I do sympathise with your friend although am surprised. My experience with PTSD and Complex PTSD is largely trauma based where it has been medically diagnosed and at least partially understood. Those suffering tend to avoid triggers which tend to be sensory and instantaneous, locations or situations. Movies and TV are likely to get there before you are aware or you don’t watch in the expectation of having problems.

Reading strikes me as more abstract but if it can still triggers you friend then doing exactly as she is doing seems like the solution. To create a list of every potential trigger and apply them to every book is not only a monumental task but one which will continuously grow as more potential triggers are added.  Where do you stop?

I also feel those who felt it necessary to let Joe know why they stopped reading his book may have been indignant and outraged but not traumatized. I am also sure that some of them would disagree and explain at length how they mourned a fictional character for months. Perhaps that is testiment to how well it was written?
You have the choice of how to rate a book and one can only hope it is honest and based on the quality of the writing. Personally I wouldn’t down rate a book for offing a character that it has built up and if I stop reading it is because I have had enough of either the story, laziness of the author or because suspension of disbelief has not been achieved or been broken.
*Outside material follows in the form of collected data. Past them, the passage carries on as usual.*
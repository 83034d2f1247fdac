//! Printers. `print_expr` is the machine-readable form (strings quoted and
//! escaped, suitable for `read` to parse back); `pr` is the human-readable
//! form (strings printed raw, as `display`/`princ` would in other Lisps).

use crate::heap::Heap;
use crate::value::Atom;

/// Format an `f64` the way Arc prints numbers: integral values print
/// without a trailing `.0`, everything else prints as the shortest decimal
/// that round-trips back to the same bits.
pub fn format_number(n: f64) -> String {
    if n.is_nan() {
        return "nan".to_string();
    }
    if n.is_infinite() {
        return if n > 0.0 { "inf".to_string() } else { "-inf".to_string() };
    }
    if n == n.trunc() && n.abs() < 1e15 {
        format!("{}", n as i64)
    } else {
        format!("{}", n)
    }
}

fn escape_string(bytes: &[u8]) -> String {
    let mut out = String::with_capacity(bytes.len() + 2);
    out.push('"');
    for &b in bytes {
        match b {
            b'"' => out.push_str("\\\""),
            b'\\' => out.push_str("\\\\"),
            b'\n' => out.push_str("\\n"),
            b'\t' => out.push_str("\\t"),
            _ => out.push(b as char),
        }
    }
    out.push('"');
    out
}

fn write_list(heap: &Heap, mut atom: Atom, out: &mut String, readable: bool) {
    out.push('(');
    let mut first = true;
    loop {
        match atom {
            Atom::Nil => break,
            Atom::Cons(_) => {
                if !first {
                    out.push(' ');
                }
                first = false;
                write_atom(heap, heap.car(atom), out, readable);
                atom = heap.cdr(atom);
            }
            other => {
                out.push_str(" . ");
                write_atom(heap, other, out, readable);
                break;
            }
        }
    }
    out.push(')');
}

fn write_atom(heap: &Heap, atom: Atom, out: &mut String, readable: bool) {
    match atom {
        Atom::Nil => out.push_str("nil"),
        Atom::Num(n) => out.push_str(&format_number(n)),
        Atom::Sym(id) => out.push_str(heap.symbol_name(id)),
        Atom::Str(id) => {
            let bytes = &heap.string(id).bytes;
            if readable {
                out.push_str(&escape_string(bytes));
            } else {
                out.push_str(&String::from_utf8_lossy(bytes));
            }
        }
        Atom::Cons(_) => write_list(heap, atom, out, readable),
        Atom::Closure(_) => {
            out.push_str("(closure ");
            write_atom(heap, heap.cdr(atom), out, readable);
            out.push(')');
        }
        Atom::Macro(_) => {
            out.push_str("(macro ");
            write_atom(heap, heap.cdr(atom), out, readable);
            out.push(')');
        }
        Atom::Builtin(_) => out.push_str("#<builtin>"),
    }
}

/// Machine-readable print: what `write`/`prn` would produce. Strings are
/// quoted and escaped so the result round-trips through `read`.
pub fn print_expr(heap: &Heap, atom: Atom) -> String {
    let mut out = String::new();
    write_atom(heap, atom, &mut out, true);
    out
}

/// Human-readable print: what `pr`/`display` produce. Strings print with
/// their raw bytes, no quoting.
pub fn pr(heap: &Heap, atom: Atom) -> String {
    let mut out = String::new();
    write_atom(heap, atom, &mut out, false);
    out
}

#[cfg(test)]
mod tests {
    use super::*;
    use crate::heap::Heap;

    #[test]
    fn integral_numbers_print_without_trailing_zero() {
        assert_eq!(format_number(42.0), "42");
        assert_eq!(format_number(-7.0), "-7");
    }

    #[test]
    fn fractional_numbers_print_plainly() {
        assert_eq!(format_number(3.5), "3.5");
    }

    #[test]
    fn print_expr_quotes_strings_and_pr_does_not() {
        let mut heap = Heap::new();
        let s = heap.make_string(b"hi".to_vec());
        assert_eq!(print_expr(&heap, s), "\"hi\"");
        assert_eq!(pr(&heap, s), "hi");
    }

    #[test]
    fn print_expr_renders_proper_and_dotted_lists() {
        let mut heap = Heap::new();
        let tail = heap.cons(Atom::Num(2.0), Atom::Nil);
        let proper = heap.cons(Atom::Num(1.0), tail);
        assert_eq!(print_expr(&heap, proper), "(1 2)");
        let dotted = heap.cons(Atom::Num(1.0), Atom::Num(2.0));
        assert_eq!(print_expr(&heap, dotted), "(1 . 2)");
    }

    #[test]
    fn closure_prints_its_args_and_body_tail() {
        let mut heap = Heap::new();
        let x = Atom::Sym(heap.intern("x"));
        let params = heap.cons(x, Atom::Nil);
        let body = heap.cons(x, Atom::Nil);
        let params_body = heap.cons(params, body);
        let closure = match heap.cons(Atom::Nil, params_body) {
            Atom::Cons(id) => Atom::Closure(id),
            _ => unreachable!(),
        };
        let printed = print_expr(&heap, closure);
        assert!(printed.starts_with("(closure ("), "{printed}");
    }
}
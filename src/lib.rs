//! Core library for the `arc-lisp` interpreter: value representation and
//! heap, environment, reader, printer, macro expander, and evaluator. The
//! CLI/REPL in `main.rs` is a thin driver over this crate.

pub mod builtins;
pub mod config;
pub mod env;
pub mod error;
pub mod eval;
pub mod heap;
pub mod macros;
pub mod printer;
pub mod reader;
pub mod value;

pub use error::{ErrorKind, LispError};
pub use value::{Atom, Interp, PairId, StringId, SymbolId};
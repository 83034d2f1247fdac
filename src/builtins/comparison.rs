//! `< is` — numeric ordering and value equality.

use crate::error::LispError;
use crate::value::{Atom, Interp};

/// `(< a b c ...)` — true iff the arguments are strictly increasing.
/// Numbers compare by value, strings compare lexicographically by byte.
pub fn lt(interp: &mut Interp, args: &[Atom]) -> Result<Atom, LispError> {
    for pair in args.windows(2) {
        let (a, b) = (pair[0], pair[1]);
        let ordered = match (a, b) {
            (Atom::Num(x), Atom::Num(y)) => x < y,
            (Atom::Str(x), Atom::Str(y)) => {
                interp.heap.string(x).bytes < interp.heap.string(y).bytes
            }
            _ => {
                return Err(LispError::wrong_type("<", "number or string", a.type_name()))
            }
        };
        if !ordered {
            return Ok(Atom::Nil);
        }
    }
    Ok(Atom::Sym(interp.special.t))
}

/// `(is a b ...)` — true iff all arguments are the same atom. Numbers
/// compare by value; symbols, builtins and nil compare by identity (which
/// for interned symbols and `nil` coincides with value equality); cons,
/// closures and macros compare by arena slot identity.
pub fn is(interp: &mut Interp, args: &[Atom]) -> Result<Atom, LispError> {
    if args.is_empty() {
        return Ok(Atom::Sym(interp.special.t));
    }
    let first = args[0];
    for other in &args[1..] {
        let eq = match (first, *other) {
            (Atom::Nil, Atom::Nil) => true,
            (Atom::Num(a), Atom::Num(b)) => a == b,
            (Atom::Sym(a), Atom::Sym(b)) => a == b,
            (Atom::Cons(a), Atom::Cons(b)) => a == b,
            (Atom::Closure(a), Atom::Closure(b)) => a == b,
            (Atom::Macro(a), Atom::Macro(b)) => a == b,
            (Atom::Str(a), Atom::Str(b)) => {
                a == b || interp.heap.string(a).bytes == interp.heap.string(b).bytes
            }
            _ => false,
        };
        if !eq {
            return Ok(Atom::Nil);
        }
    }
    Ok(Atom::Sym(interp.special.t))
}

#[cfg(test)]
mod tests {
    use super::*;

    fn test_interp() -> Interp {
        Interp::new()
    }

    #[test]
    fn lt_detects_increasing_sequence() {
        let mut interp = test_interp();
        assert_eq!(lt(&mut interp, &[Atom::Num(1.0), Atom::Num(2.0), Atom::Num(3.0)]).unwrap().is_truthy(), true);
        assert_eq!(lt(&mut interp, &[Atom::Num(3.0), Atom::Num(2.0)]).unwrap().is_truthy(), false);
    }

    #[test]
    fn is_compares_numbers_by_value() {
        let mut interp = test_interp();
        assert!(is(&mut interp, &[Atom::Num(1.0), Atom::Num(1.0)]).unwrap().is_truthy());
        assert!(!is(&mut interp, &[Atom::Num(1.0), Atom::Num(2.0)]).unwrap().is_truthy());
    }
}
I despise those who will rate at one star on Amazon because they feel the book is overpriced. It tells you nothing about the story and skews the overall rating. Rating down because
Brand died and it broke the big romance with Thorn
opened a whole new path crucial for the ending. It is just petulance on the part of the reviewer and about Punishing the author, not about how good the book is. I hate to think what the GOT one star reviews read as. one Star you killed...

I tend to avoid what I don’t wish to read and use my judgement as the final decider. While I will listen to others opinions the final decision on whether read a book is mine alone. That should be true of any adult and for them to seek advice from those who have previously read the book or read reviews is their responsibility. Those with reason to be cautious should do so. Apply common sense and books are really easy to find out if they are suitable as it is.
Title: Re: Are Trigger warnings getting out of control?
Post by: Alex Hormann on October 19, 2019, 07:03:35 PM
Way back in (I think) December 2017, I entered the Short Story contest and won. When that story went on to the main site, it had a content warning put on it for gore. Which, to be honest, fair enough. It was gory. But the part that interested me in all this, was that I had no say in it. I didn't put a warning when I wrote it, and I wasn't told there'd be one before it went up. That, to my mind, is bordering on censorship. I should point out that I don't mind any of that. In fact, I am slightly proud of having FF's only content warning. (That I am aware of) My point is that I sometimes feel the need to put warnings on other stories, even though I generally disagree with their existence. Knowing that people might try to warn others away from what I'm writing has become a (very minor) concern.

The thing I think most important, is age-appropriate. You don't find torture in the children's section. But books are sorted by age in most shops anyway, at least between child-adult readers, so there's really no need to go into any more detail. If anything, content warnings can spoil the book for those who intend to read it. If you read 'suicide' on the blurb, then you can guess the fate of a character quite easily if their plotline leans that way.
Title: Re: Are Trigger warnings getting out of control?
Post by: Magnus Hedén on October 19, 2019, 08:27:21 PM
I think it goes without saying that any content warning should be put at the end of the story with just a link/reference at the beginning. Most people don't want to see them -- I certainly don't as they can spoil the plot. But as long as that's how it's done, I don't see a problem with them, and nothing I've read here has convinced me otherwise.